Wednesday, September 24, 2008
Port on The Story of Article 9 of the Japanese Constitution
Posted by Mary L. Dudziak
The Story of Article 9 of the Japanese Constitution is a paper by Kenneth L. Port, William Mitchell College of Law. Only the abstract is posted. I read an earlier paper by Professor Port on Article 9 some time ago, and one important aspect of his work is his use of Japanese language sources, which I suspect he draws upon in this paper as well. As with any SSRN posting without a full paper, those interested in more should contact the author. Here's the abstract: Japan has been experiencing an odd constitutional challenge for over 60 years. In Article 9 of the Constitution, which Americans drafted after World War II, Japan renounces belligerent war. However, within the society, multiple meanings of Article 9 have developed. Each "story" of Article 9 seems as legitimate as the next because the Supreme Court has abdicated their responsibility to resolve this important constitutional issue by calling Article 9 a non-justiciable, political question. Therefore, the only entity that has been silent on what Article 9 means is the Supreme Court. As a result, there are many, many interpretations of what Article 9 stands for. On one extreme are Article 9 Society groups that claim that it stands for the proposition that Japan is a completely pacifist nation and may not possess any military for any purpose. On the other extreme, the Liberal Democratic Party that has ruled Japan for most of the post-WWII era feels Article 9 restrains the military somewhat but does not prevent it from becoming one of the largest militaries in the world by dollars spent.

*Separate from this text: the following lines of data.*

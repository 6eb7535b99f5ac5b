//! CLI argument definitions using clap.
//!
//! ## Commands
//!
//! - `compile`: Generate TypeScript accessors from the message files
//! - `check`: Validate translations without writing anything
//! - `info`: Show the resolved configuration
//! - `init`: Create a `glider.config.json`
//! - `lookup`: Evaluate one message the way its accessor would

use std::path::PathBuf;

use clap::{Args, CommandFactory, Parser, Subcommand};

#[derive(Debug, Parser)]
#[command(author, version, about, long_about = None)]
pub struct Arguments {
    #[command(subcommand)]
    pub command: Option<Command>,
}

impl Arguments {
    /// Check if a command was provided, otherwise print help and return None.
    pub fn with_command_or_help(self) -> Option<Self> {
        if self.command.is_none() {
            Self::command().print_help().ok();
            None
        } else {
            Some(self)
        }
    }

    /// Get the verbose flag from the command's common args.
    pub fn verbose(&self) -> bool {
        match &self.command {
            Some(Command::Compile(cmd)) => cmd.common.verbose,
            Some(Command::Check(cmd)) => cmd.common.verbose,
            Some(Command::Info) | Some(Command::Init(_)) | Some(Command::Lookup(_)) | None => {
                false
            }
        }
    }
}

/// Common arguments shared by commands that scan messages.
#[derive(Debug, Clone, Args)]
pub struct CommonArgs {
    /// Messages directory (overrides config file)
    #[arg(short, long, value_name = "DIR")]
    pub input: Option<PathBuf>,

    /// Enable verbose output
    #[arg(short, long)]
    pub verbose: bool,
}

#[derive(Debug, Args)]
pub struct CompileCommand {
    #[command(flatten)]
    pub common: CommonArgs,

    /// Output directory (overrides config file)
    #[arg(short, long, value_name = "DIR")]
    pub output: Option<PathBuf>,

    /// Comma-separated locales (overrides config file)
    #[arg(short, long, value_delimiter = ',', value_name = "LOCALES")]
    pub locales: Option<Vec<String>>,

    /// Skip translation completeness checks
    #[arg(long)]
    pub no_validate: bool,

    /// Do not generate namespace objects
    #[arg(long)]
    pub no_namespaces: bool,
}

#[derive(Debug, Args)]
pub struct CheckCommand {
    #[command(flatten)]
    pub common: CommonArgs,
}

#[derive(Debug, Args)]
pub struct InitCommand {
    /// Directory to create the config file in
    #[arg(short, long, value_name = "DIR", default_value = ".")]
    pub dir: PathBuf,
}

#[derive(Debug, Args)]
pub struct LookupCommand {
    /// Message path, e.g. `nav.home` or `items[0]`
    pub path: String,

    /// Message group, relative to the messages directory (default: root)
    #[arg(short, long, default_value = "")]
    pub group: String,

    /// Locale passed explicitly to the accessor
    #[arg(long)]
    pub lang: Option<String>,

    /// Ambient locale used when `--lang` is not given
    #[arg(long, env = "GLIDER_LOCALE", value_name = "LOCALE")]
    pub current_locale: Option<String>,

    /// Parameter value, may be repeated: --param name=Ada
    #[arg(short, long = "param", value_name = "NAME=VALUE", value_parser = parse_param)]
    pub params: Vec<(String, String)>,
}

fn parse_param(raw: &str) -> Result<(String, String), String> {
    match raw.split_once('=') {
        Some((name, value)) if !name.is_empty() => Ok((name.to_string(), value.to_string())),
        _ => Err(format!("expected NAME=VALUE, got \"{}\"", raw)),
    }
}

#[derive(Debug, Subcommand)]
pub enum Command {
    /// Generate TypeScript accessor functions from the message files
    Compile(CompileCommand),
    /// Check that every locale has every translation
    Check(CheckCommand),
    /// Show the resolved configuration
    Info,
    /// Initialize a new glider.config.json configuration file
    Init(InitCommand),
    /// Print what the accessor for a message returns
    Lookup(LookupCommand),
}
use std::fs;

use anyhow::{Context, Result};
use colored::Colorize;

use super::super::args::InitCommand;
use super::super::exit_status::ExitStatus;
use super::super::report::SUCCESS_MARK;
use crate::config::{CONFIG_FILE_NAME, default_config_json};

pub fn init(cmd: InitCommand) -> Result<ExitStatus> {
    let config_path = cmd.dir.join(CONFIG_FILE_NAME);

    if config_path.exists() {
        eprintln!("Error: {} already exists", config_path.display());
        return Ok(ExitStatus::Failure);
    }

    fs::create_dir_all(&cmd.dir)
        .with_context(|| format!("Failed to create directory: {}", cmd.dir.display()))?;
    fs::write(&config_path, default_config_json()?)
        .with_context(|| format!("Failed to write file: {}", config_path.display()))?;
    println!(
        "{} {}",
        SUCCESS_MARK.green(),
        format!("Created {}", config_path.display()).green()
    );

    Ok(ExitStatus::Success)
}
use std::process::ExitCode;

/// Exit status for CLI commands.
///
/// - `Success` (0): Command completed, translations are valid
/// - `Failure` (1): Translations failed validation, or `init` found an existing config
/// - `Error` (2): Command failed for any other reason (config, I/O, malformed JSON, identifiers)
#[derive(Copy, Clone, Debug, PartialEq, Eq)]
pub enum ExitStatus {
    Success,
    Failure,
    Error,
}

impl From<ExitStatus> for ExitCode {
    fn from(status: ExitStatus) -> Self {
        match status {
            ExitStatus::Success => ExitCode::from(0),
            ExitStatus::Failure => ExitCode::from(1),
            ExitStatus::Error => ExitCode::from(2),
        }
    }
}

This situation of not having a Supreme Court ruling on this important societal issue transforms this into a moral, ethical, or spiritual debate, not a legal or constitutional one. This debate has come to play the role in Japan that abortion has played as a rhetorical and political issue in the United States. However, because there is no Supreme Court ruling, it is a debate over Roe v. Wade without the Roe v. Wade.